Apontamos, em nosso livro China: o socialismo do século XXI (Boitempo) que a experiência chinesa deve ser observada como uma nova formação econômico-social que em seu seio emerge uma forma histórica ainda embrionária e que damos o nome de socialismo. Esse “socialismo embrionário”, como tudo na vida, opera sob condições históricas e geopolíticas não escolhidas pelo Partido Comunista da China. Elaboramos o conceito de “metamodo de produção” para identificar as amplas restrições impostas ao socialismo em realidades periféricas. Daí o setor industrial e a própria planificação econômicas serem orientadas ao mercado e atentas aos limites impostos pela lei do valor.

Em outros termos. Devemos sempre lembrar que Adam Smith percebeu no aprofundamento da divisão social do trabalho uma característica do capitalismo, Marx percebeu no socialismo a “superação da divisão social do trabalho”. Grande problema é que a história escreve certo por linhas tortas.
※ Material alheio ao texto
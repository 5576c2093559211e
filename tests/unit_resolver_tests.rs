use approx::assert_relative_eq;
use scalebar_rs::core::{
    BarOrientation, MapAxis, PassThrough, Projection, StaticAxis, resolve_axis_units,
};
use scalebar_rs::{Diagnostics, ScaleBarError, ScaleBarWarning};

fn web_mercator_axis() -> StaticAxis {
    StaticAxis::new((0.0, 1_000_000.0), (0.0, 600_000.0), 8.0, 6.0, 100.0)
        .expect("valid axis")
        .with_crs("EPSG:3857")
}

#[test]
fn metre_ranges_upgrade_to_kilometres() {
    let axis = web_mercator_axis();
    let mut diagnostics = Diagnostics::new();
    let measure = resolve_axis_units(
        &axis,
        BarOrientation::Horizontal,
        &Projection::epsg(3857),
        None,
        &mut diagnostics,
    )
    .expect("resolves")
    .expect("supported unit");

    assert!(diagnostics.is_empty());
    assert_eq!(measure.units_label, "km");
    assert_relative_eq!(measure.axis_range, 1000.0);
    assert_relative_eq!(measure.axis_inches, 8.0);
    assert_eq!(measure.pass_through, None);
}

#[test]
fn vertical_bars_measure_the_y_axis() {
    let axis = web_mercator_axis();
    let mut diagnostics = Diagnostics::new();
    let measure = resolve_axis_units(
        &axis,
        BarOrientation::Vertical,
        &Projection::epsg(3857),
        Some("m"),
        &mut diagnostics,
    )
    .expect("resolves")
    .expect("supported unit");

    assert_eq!(measure.units_label, "m");
    assert_relative_eq!(measure.axis_range, 600_000.0);
    assert_relative_eq!(measure.axis_inches, 6.0);
}

#[test]
fn requested_units_are_converted() {
    let axis = web_mercator_axis();
    let mut diagnostics = Diagnostics::new();
    let measure = resolve_axis_units(
        &axis,
        BarOrientation::Horizontal,
        &Projection::epsg(3857),
        Some("miles"),
        &mut diagnostics,
    )
    .expect("resolves")
    .expect("supported unit");

    assert_eq!(measure.units_label, "mi");
    assert_relative_eq!(measure.axis_range, 1_000_000.0 / 1609.34, max_relative = 1e-12);
}

#[test]
fn unknown_requested_unit_falls_back_with_a_warning() {
    let axis = web_mercator_axis();
    let mut diagnostics = Diagnostics::new();
    let measure = resolve_axis_units(
        &axis,
        BarOrientation::Horizontal,
        &Projection::epsg(3857),
        Some("nm"),
        &mut diagnostics,
    )
    .expect("resolves")
    .expect("supported unit");

    assert_eq!(measure.units_label, "km");
    assert_eq!(
        diagnostics.warnings(),
        [ScaleBarWarning::UnsupportedRequestedUnit {
            unit: "nm".to_owned()
        }]
    );
}

#[test]
fn degree_systems_use_great_circle_distance() {
    let axis = StaticAxis::new((0.0, 10.0), (-5.0, 5.0), 6.0, 6.0, 100.0).expect("valid axis");
    let mut diagnostics = Diagnostics::new();
    let measure = resolve_axis_units(
        &axis,
        BarOrientation::Horizontal,
        &Projection::epsg(4326),
        None,
        &mut diagnostics,
    )
    .expect("resolves")
    .expect("supported unit");

    assert_eq!(measure.units_label, "km");
    // Ten degrees of longitude along the equator.
    assert_relative_eq!(measure.axis_range, 1111.95, max_relative = 1e-3);
    assert!(matches!(
        diagnostics.warnings(),
        [ScaleBarWarning::DegreeCrs { .. }]
    ));
}

#[test]
fn feet_systems_upgrade_to_miles() {
    let axis = StaticAxis::new((0.0, 52_800.0), (0.0, 10.0), 5.0, 5.0, 72.0).expect("valid axis");
    let mut diagnostics = Diagnostics::new();
    let measure = resolve_axis_units(
        &axis,
        BarOrientation::Horizontal,
        &Projection::Crs("+proj=tmerc +units=ft".to_owned()),
        None,
        &mut diagnostics,
    )
    .expect("resolves")
    .expect("supported unit");

    assert_eq!(measure.units_label, "mi");
    assert_relative_eq!(measure.axis_range, 10.0);
}

#[test]
fn pass_through_projections_skip_conversion() {
    let axis = web_mercator_axis();
    let mut diagnostics = Diagnostics::new();

    let pixels = resolve_axis_units(
        &axis,
        BarOrientation::Horizontal,
        &Projection::PassThrough(PassThrough::Pixels),
        Some("km"),
        &mut diagnostics,
    )
    .expect("resolves")
    .expect("pass-through always resolves");
    assert_relative_eq!(pixels.axis_range, 800.0);
    assert_eq!(pixels.units_label, "");
    assert_eq!(pixels.pass_through, Some(PassThrough::Pixels));
    assert!(matches!(
        diagnostics.warnings(),
        [ScaleBarWarning::UnitIgnoredForPassThrough { .. }]
    ));

    let points = resolve_axis_units(
        &axis,
        BarOrientation::Vertical,
        &Projection::PassThrough(PassThrough::Points),
        None,
        &mut diagnostics,
    )
    .expect("resolves")
    .expect("pass-through always resolves");
    assert_relative_eq!(points.axis_range, 6.0 * 72.0);

    let data = resolve_axis_units(
        &axis,
        BarOrientation::Horizontal,
        &Projection::parse("dx").expect("dx parses"),
        None,
        &mut diagnostics,
    )
    .expect("resolves")
    .expect("pass-through always resolves");
    assert_relative_eq!(data.axis_range, 1_000_000.0);
}

#[test]
fn unsupported_crs_units_draw_nothing() {
    let axis = web_mercator_axis();
    let mut diagnostics = Diagnostics::new();
    let measure = resolve_axis_units(
        &axis,
        BarOrientation::Horizontal,
        &Projection::Crs("+proj=tmerc +units=ch".to_owned()),
        None,
        &mut diagnostics,
    )
    .expect("lookup succeeds");

    assert!(measure.is_none());
    assert!(matches!(
        diagnostics.warnings(),
        [ScaleBarWarning::UnsupportedCrsUnit { .. }]
    ));
}

#[test]
fn unknown_crs_identifiers_are_errors() {
    let axis = web_mercator_axis();
    let mut diagnostics = Diagnostics::new();
    let err = resolve_axis_units(
        &axis,
        BarOrientation::Horizontal,
        &Projection::Crs("EPSG:999999".to_owned()),
        None,
        &mut diagnostics,
    )
    .expect_err("unknown code must fail");
    assert!(matches!(err, ScaleBarError::InvalidCrs(_)));
}

#[test]
fn hosts_can_supply_their_own_crs_lookup() {
    struct SurveyAxis;

    impl MapAxis for SurveyAxis {
        fn x_limits(&self) -> (f64, f64) {
            (0.0, 3000.0)
        }

        fn y_limits(&self) -> (f64, f64) {
            (0.0, 3000.0)
        }

        fn size_inches(&self) -> (f64, f64) {
            (4.0, 4.0)
        }

        fn dpi(&self) -> f64 {
            96.0
        }

        fn axis_unit_name(&self, _crs: &str, _axis_index: usize) -> scalebar_rs::ScaleBarResult<String> {
            Ok("yard".to_owned())
        }
    }

    let mut diagnostics = Diagnostics::new();
    let measure = resolve_axis_units(
        &SurveyAxis,
        BarOrientation::Horizontal,
        &Projection::Crs("LOCAL:survey".to_owned()),
        None,
        &mut diagnostics,
    )
    .expect("resolves")
    .expect("yards are supported");
    assert_eq!(measure.units_label, "yd");
    assert_relative_eq!(measure.axis_range, 3000.0);
}

fn resolved_label(x_max: f64, crs: &str) -> (String, f64) {
    let axis = StaticAxis::new((0.0, x_max), (0.0, 1_000.0), 8.0, 6.0, 100.0)
        .expect("valid axis")
        .with_crs(crs);
    let measure = resolve_axis_units(
        &axis,
        BarOrientation::Horizontal,
        &Projection::Crs(crs.to_owned()),
        None,
        &mut Diagnostics::new(),
    )
    .expect("resolves")
    .expect("supported unit");
    (measure.units_label, measure.axis_range)
}

#[test]
fn kilometre_upgrade_starts_strictly_above_five_kilometres() {
    let (label, range) = resolved_label(5_000.0, "EPSG:3857");
    assert_eq!(label, "m");
    assert_relative_eq!(range, 5_000.0);

    let (label, range) = resolved_label(5_000.001, "EPSG:3857");
    assert_eq!(label, "km");
    assert_relative_eq!(range, 5.000_001, max_relative = 1e-12);
}

#[test]
fn mile_upgrade_starts_strictly_above_five_miles() {
    let (label, range) = resolved_label(26_400.0, "EPSG:2260");
    assert_eq!(label, "ft");
    assert_relative_eq!(range, 26_400.0);

    let (label, range) = resolved_label(26_400.5, "EPSG:2260");
    assert_eq!(label, "mi");
    assert_relative_eq!(range, 26_400.5 / 5_280.0, max_relative = 1e-12);
}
O socialismo é a única forma de organização de uma sociedade onde se começa literalmente do zero. Ou seja, em sociedades completamente destruídas. Isso significa que um país como a China em 1949 nem divisão social do trabalho existia, muito menos forças produtivas acumuladas capazes de suportar novas relações de produção. Um longo caminho ainda deverá ser trilhado pela experiência histórica do povo chinês, a começar pelo estrangulamento tecnológico imposto pelos EUA. Um obstáculo transponível e que deve ser observado como o “aspecto principal da contradição principal”, dado o fato de o imperialismo impor um muro ao desenvolvimento tecnológico do socialismo. Luta de classes em sua manifestação suprema.

O conceito se manifesta no movimento e não na vontade humana.

*Elias Jabbour é professor da Faculdade de Ciências Econômicas da Universidade do Estado do Rio de Janeiro (UERJ). É autor, entre outros livros, junto com Alberto Gabriele, de China: o socialismo do século XXI (Boitempo).